• TRY IT: Search the records for the word "Deserialize". Copy every line where it appears.

• Collected data entries:
============

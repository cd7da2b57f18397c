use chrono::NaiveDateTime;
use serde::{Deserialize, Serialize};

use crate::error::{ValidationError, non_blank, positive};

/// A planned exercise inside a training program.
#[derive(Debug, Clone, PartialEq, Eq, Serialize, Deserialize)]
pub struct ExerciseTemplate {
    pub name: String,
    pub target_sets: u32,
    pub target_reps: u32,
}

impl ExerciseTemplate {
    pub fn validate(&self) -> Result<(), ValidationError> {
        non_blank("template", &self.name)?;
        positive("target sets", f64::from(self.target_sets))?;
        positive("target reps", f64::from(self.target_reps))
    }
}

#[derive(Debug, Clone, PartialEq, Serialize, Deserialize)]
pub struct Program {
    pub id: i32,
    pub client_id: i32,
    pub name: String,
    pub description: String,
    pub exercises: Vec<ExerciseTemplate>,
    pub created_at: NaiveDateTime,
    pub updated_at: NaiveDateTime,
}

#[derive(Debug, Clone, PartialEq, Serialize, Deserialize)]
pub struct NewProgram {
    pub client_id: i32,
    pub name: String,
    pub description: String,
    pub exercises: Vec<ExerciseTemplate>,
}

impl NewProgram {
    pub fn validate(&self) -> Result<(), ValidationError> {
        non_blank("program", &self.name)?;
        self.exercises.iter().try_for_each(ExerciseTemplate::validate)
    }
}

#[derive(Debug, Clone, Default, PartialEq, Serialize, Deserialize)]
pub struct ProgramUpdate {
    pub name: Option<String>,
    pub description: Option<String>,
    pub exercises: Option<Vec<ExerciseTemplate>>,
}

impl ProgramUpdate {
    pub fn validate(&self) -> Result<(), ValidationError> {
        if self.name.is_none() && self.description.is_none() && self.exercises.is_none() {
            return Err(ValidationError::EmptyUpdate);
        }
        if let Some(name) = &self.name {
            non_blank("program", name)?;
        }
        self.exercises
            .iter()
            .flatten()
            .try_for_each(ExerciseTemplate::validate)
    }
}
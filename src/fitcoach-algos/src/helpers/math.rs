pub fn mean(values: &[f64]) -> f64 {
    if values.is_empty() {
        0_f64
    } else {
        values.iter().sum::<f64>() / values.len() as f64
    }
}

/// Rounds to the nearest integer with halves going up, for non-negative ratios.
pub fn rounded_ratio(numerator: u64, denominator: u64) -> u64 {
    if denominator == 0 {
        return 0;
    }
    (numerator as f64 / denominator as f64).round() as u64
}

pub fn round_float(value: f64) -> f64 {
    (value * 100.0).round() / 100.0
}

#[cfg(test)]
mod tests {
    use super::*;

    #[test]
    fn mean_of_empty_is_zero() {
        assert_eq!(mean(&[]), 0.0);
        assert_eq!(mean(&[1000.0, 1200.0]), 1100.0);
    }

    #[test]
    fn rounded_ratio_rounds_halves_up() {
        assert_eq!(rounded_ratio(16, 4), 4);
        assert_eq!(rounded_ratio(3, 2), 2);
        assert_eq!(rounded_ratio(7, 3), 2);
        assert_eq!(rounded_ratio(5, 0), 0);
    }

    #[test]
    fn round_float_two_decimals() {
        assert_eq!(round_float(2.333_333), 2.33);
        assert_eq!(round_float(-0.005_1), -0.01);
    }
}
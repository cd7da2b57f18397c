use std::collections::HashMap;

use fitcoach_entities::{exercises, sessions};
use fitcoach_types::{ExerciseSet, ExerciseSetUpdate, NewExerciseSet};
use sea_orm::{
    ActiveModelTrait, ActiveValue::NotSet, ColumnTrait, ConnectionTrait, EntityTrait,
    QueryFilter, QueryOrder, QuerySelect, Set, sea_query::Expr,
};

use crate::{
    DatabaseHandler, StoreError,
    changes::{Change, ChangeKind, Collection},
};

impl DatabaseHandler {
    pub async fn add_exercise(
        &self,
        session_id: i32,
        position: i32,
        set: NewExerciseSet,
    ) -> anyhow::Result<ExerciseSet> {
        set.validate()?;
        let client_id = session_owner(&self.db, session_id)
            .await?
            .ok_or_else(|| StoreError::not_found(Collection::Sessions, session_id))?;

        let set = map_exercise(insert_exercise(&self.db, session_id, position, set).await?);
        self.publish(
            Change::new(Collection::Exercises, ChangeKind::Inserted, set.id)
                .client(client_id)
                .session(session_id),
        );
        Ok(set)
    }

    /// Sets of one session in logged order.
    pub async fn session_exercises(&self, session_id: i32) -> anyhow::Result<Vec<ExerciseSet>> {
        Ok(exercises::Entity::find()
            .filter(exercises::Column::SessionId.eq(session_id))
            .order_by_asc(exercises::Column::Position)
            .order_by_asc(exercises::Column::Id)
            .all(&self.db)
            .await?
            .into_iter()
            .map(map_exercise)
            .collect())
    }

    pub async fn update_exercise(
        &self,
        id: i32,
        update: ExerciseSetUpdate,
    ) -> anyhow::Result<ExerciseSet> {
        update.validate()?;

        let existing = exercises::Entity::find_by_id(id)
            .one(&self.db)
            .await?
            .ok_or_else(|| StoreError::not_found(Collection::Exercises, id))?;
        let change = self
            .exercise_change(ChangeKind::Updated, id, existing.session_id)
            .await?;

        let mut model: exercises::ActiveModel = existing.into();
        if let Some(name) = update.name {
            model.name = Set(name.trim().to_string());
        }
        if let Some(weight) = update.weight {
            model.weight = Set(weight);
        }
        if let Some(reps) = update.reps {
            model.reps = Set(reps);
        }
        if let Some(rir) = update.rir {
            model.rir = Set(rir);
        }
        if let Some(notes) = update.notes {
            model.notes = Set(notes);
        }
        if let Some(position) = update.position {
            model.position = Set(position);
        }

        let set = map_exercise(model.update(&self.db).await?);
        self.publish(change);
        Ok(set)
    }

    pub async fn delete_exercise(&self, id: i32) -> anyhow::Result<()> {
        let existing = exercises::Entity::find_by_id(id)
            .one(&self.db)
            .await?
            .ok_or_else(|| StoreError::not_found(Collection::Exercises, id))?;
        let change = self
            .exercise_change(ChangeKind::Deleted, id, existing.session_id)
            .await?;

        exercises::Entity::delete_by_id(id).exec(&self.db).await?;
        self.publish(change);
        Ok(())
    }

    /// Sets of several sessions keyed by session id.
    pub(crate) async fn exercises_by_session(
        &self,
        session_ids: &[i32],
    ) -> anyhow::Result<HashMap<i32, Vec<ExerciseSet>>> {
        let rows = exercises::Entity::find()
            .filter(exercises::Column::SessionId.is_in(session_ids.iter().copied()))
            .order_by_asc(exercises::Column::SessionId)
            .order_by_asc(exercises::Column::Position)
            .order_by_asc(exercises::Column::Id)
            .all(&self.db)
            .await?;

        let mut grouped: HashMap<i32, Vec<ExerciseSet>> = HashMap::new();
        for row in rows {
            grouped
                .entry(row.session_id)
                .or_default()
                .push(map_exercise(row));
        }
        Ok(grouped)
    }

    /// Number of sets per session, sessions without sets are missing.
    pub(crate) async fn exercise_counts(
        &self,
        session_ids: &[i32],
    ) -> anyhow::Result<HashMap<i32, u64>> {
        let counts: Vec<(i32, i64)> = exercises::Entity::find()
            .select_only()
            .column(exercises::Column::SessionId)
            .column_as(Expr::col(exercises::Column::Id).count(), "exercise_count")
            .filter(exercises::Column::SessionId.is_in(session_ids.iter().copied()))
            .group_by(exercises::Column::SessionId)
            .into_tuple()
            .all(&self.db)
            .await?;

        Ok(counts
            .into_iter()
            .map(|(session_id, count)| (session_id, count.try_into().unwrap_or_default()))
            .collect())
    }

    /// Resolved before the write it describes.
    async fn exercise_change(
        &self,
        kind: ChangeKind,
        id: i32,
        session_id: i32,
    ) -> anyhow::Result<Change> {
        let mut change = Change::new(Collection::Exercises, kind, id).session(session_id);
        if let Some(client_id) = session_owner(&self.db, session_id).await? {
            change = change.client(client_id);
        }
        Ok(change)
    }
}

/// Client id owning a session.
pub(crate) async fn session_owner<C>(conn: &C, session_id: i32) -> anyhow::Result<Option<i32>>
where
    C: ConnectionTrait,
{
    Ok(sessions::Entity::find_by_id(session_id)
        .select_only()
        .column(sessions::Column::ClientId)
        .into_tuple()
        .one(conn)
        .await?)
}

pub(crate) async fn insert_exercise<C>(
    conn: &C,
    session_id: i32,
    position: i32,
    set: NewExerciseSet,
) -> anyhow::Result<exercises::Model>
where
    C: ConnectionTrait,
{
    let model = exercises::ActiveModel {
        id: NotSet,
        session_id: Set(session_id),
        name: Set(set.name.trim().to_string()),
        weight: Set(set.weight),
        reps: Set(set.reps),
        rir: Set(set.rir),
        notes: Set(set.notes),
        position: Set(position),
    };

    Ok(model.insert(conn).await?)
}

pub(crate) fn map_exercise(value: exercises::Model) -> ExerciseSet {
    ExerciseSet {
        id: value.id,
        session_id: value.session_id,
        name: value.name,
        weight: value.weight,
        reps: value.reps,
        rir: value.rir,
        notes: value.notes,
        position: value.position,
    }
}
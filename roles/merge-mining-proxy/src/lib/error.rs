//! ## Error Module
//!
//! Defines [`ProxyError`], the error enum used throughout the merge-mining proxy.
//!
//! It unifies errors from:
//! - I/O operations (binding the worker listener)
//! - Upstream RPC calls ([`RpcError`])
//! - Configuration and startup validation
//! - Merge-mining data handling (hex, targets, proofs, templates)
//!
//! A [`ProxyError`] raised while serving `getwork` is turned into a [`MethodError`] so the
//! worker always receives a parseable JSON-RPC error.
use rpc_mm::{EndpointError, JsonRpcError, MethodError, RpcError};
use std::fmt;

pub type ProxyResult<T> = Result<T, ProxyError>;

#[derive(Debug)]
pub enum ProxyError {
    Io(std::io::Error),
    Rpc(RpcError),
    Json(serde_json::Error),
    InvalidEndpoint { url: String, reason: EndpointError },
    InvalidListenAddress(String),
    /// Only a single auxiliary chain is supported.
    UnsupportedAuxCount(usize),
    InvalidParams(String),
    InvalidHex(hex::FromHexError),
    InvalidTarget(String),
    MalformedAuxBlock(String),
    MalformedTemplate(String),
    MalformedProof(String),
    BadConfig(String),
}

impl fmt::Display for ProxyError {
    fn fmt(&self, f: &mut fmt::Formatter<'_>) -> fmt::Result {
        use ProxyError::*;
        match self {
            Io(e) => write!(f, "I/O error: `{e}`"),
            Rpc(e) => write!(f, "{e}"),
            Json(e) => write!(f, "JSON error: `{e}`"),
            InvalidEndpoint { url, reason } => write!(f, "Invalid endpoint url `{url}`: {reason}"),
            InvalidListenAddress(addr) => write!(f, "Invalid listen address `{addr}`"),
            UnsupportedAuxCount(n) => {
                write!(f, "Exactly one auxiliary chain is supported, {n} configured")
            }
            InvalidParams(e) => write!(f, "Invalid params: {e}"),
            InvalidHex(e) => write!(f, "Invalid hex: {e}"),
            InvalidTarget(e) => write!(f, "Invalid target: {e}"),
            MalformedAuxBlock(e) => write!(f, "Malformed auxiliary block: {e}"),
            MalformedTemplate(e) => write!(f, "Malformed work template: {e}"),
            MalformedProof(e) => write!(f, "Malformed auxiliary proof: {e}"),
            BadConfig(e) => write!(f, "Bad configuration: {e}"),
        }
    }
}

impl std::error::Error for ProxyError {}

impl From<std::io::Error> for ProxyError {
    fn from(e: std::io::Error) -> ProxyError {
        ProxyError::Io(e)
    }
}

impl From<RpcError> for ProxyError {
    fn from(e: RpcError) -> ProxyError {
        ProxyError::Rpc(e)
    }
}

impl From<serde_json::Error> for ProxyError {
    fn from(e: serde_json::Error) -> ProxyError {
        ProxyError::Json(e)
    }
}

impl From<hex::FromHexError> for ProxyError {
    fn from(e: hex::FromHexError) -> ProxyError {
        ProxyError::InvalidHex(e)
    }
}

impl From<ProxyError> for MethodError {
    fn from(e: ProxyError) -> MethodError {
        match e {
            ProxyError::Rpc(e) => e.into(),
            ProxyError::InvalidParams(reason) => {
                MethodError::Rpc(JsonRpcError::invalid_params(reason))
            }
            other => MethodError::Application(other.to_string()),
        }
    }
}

============

• FINISHED TASK:
use serde::{Deserialize, Serialize};
#[derive(Debug, Clone, PartialEq, Eq, Serialize, Deserialize)]
#[derive(Debug, Clone, PartialEq, Serialize, Deserialize)]
#[derive(Debug, Clone, PartialEq, Serialize, Deserialize)]
#[derive(Debug, Clone, Default, PartialEq, Serialize, Deserialize)]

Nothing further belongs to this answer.